Preliminarily, in ruling on defendant's motion to dismiss I will not rely on any documents or facts introduced by plaintiff for the first time in her response to defendant's motion. Plaintiff sets forth additional facts and documents in her response that are not contained in her complaint. She suggests in a footnote that I may take judicial notice of these facts and documents and consider them in deciding the motion to dismiss.

I may look to the facts alleged in the complaint or incorporated by reference thereto when deciding a motion to dismiss. Jordan v. Fox, Rothschild, O'Brien & Frankel, 20 F.3d 1250, 1261 (3d Cir. 1994). I may also take judicial notice of certain facts and documents when considering a motion to dismiss. Federal Rule of Evidence 201 states that a court may take judicial notice of facts "capable of accurate and ready determination by resort to sources whose accuracy cannot reasonably be questioned." Fed. R. Evid. 201(b)(2). On a motion to dismiss, courts take judicial notice of documents which are matters of public record such as Securities and Exchange Commission filings, Oran v. Stafford, 226 F.3d 275, 289 (3d Cir. 2000), court-filed documents, Rouse v. II-VI Inc., No. 02:06cv0566, 2008 WL 398788, at *1 (W.D. Pa. Feb. 11, 2008), and Federal Drug Administration reports published on the FDA website, In re Wellbutrin SR/Zyban Antitrust Litigation, 281 F. Supp. 2d 751, 755 n. 2 (E.D. Pa. 2003).

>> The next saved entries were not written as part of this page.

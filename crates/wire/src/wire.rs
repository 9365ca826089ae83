// SPDX-License-Identifier: MIT

//! Transport framing: 4-byte big-endian length prefix + JSON payload,
//! over whatever `AsyncRead`/`AsyncWrite` the caller hands in (a Unix
//! socket in production, an in-memory duplex in tests).

use serde::{de::DeserializeOwned, Serialize};
use tokio::io::{AsyncRead, AsyncReadExt, AsyncWrite, AsyncWriteExt};

/// Maximum accepted message size: guards a corrupt or hostile length
/// prefix from driving an unbounded allocation.
const MAX_MESSAGE_BYTES: u32 = 64 * 1024 * 1024;

#[derive(Debug, thiserror::Error)]
pub enum ProtocolError {
    #[error("io error: {0}")]
    Io(#[from] std::io::Error),
    #[error("message of {0} bytes exceeds the {MAX_MESSAGE_BYTES} byte limit")]
    TooLarge(u32),
    #[error("json encode/decode error: {0}")]
    Json(#[from] serde_json::Error),
}

pub fn encode<T: Serialize>(value: &T) -> Result<Vec<u8>, ProtocolError> {
    Ok(serde_json::to_vec(value)?)
}

pub fn decode<T: DeserializeOwned>(bytes: &[u8]) -> Result<T, ProtocolError> {
    Ok(serde_json::from_slice(bytes)?)
}

/// Write one length-prefixed JSON message and flush.
pub async fn write_message<W, T>(writer: &mut W, value: &T) -> Result<(), ProtocolError>
where
    W: AsyncWrite + Unpin,
    T: Serialize,
{
    let payload = encode(value)?;
    let len = u32::try_from(payload.len()).map_err(|_| ProtocolError::TooLarge(u32::MAX))?;
    writer.write_all(&len.to_be_bytes()).await?;
    writer.write_all(&payload).await?;
    writer.flush().await?;
    Ok(())
}

/// Read one length-prefixed JSON message.
pub async fn read_message<R, T>(reader: &mut R) -> Result<T, ProtocolError>
where
    R: AsyncRead + Unpin,
    T: DeserializeOwned,
{
    let mut len_buf = [0u8; 4];
    reader.read_exact(&mut len_buf).await?;
    let len = u32::from_be_bytes(len_buf);
    if len > MAX_MESSAGE_BYTES {
        return Err(ProtocolError::TooLarge(len));
    }
    let mut payload = vec![0u8; len as usize];
    reader.read_exact(&mut payload).await?;
    decode(&payload)
}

Here plaintiff asks that I take judicial notice of the following: a CIVC brochure (Exh. B), a page from CIVC's website (Exh. C), an organizational chart (Exh. D), a Report of Examination of AF&L Insurance Co. (Exh. E), portions of a SEC filing for RAM Holdings, Ltd. (Exh. F), and a web page with a "profile" of Daniel G. Helle (Exh. G). I will not take judicial notice of Exhibits B, C, D, or G because these are not matters of public record and the sources of the documents are questionable. Furthermore, I will not take judicial notice of Exhibit E. Although an official copy of a Report of Examination conducted by the Office of Corporate and Financial Regulation of the Pennsylvania Insurance Department (PID) would qualify for judicial notice because it is a public document whose "accuracy cannot reasonably be questioned," here the plaintiff has provided an unofficial copy taken from the PID's website. The PID clearly states on its website that the links to the reports "are not official documents, and are provided for informational purposes only. Copies of the original, signed version of these documents are available by contacting the Office of Corporate and Financial Regulation of the Pennsylvania Insurance Department."*fn2 Indeed, the version of the report attached as Exhibit E to plaintiff's response states "FOR INFORMATION ONLY" across every page. Finally, plaintiff's Exhibit F directs me to a S-1/A SEC filing filed by RAM Holdings Ltd. on April 24, 2006. While there is sufficient authority and reason to permit me to take judicial notice of a SEC filing, the contents do not contain any pertinent information. Plaintiff alleges in her complaint that the discrimination against her began shortly after April 2007 when Benedict Iacovetti became president of AF&L and culminated in March 2008 with her termination. The relevant portion of the SEC filing states that as of April 24, 2006 Michael J. Miller "is currently a principal at CIVC Partners. Mr. Miller is a director of AF&L, Inc." It is irrelevant who was a director in April 2006 since the time period in which the alleged discrimination took place was between April 2007 and March 2008. Also, assuming AF&L Insurance Co., the named defendant, and AF&L, Inc. are separate entities, it is not clear why it is relevant that a principal at CIVC was also a director of AF&L, Inc.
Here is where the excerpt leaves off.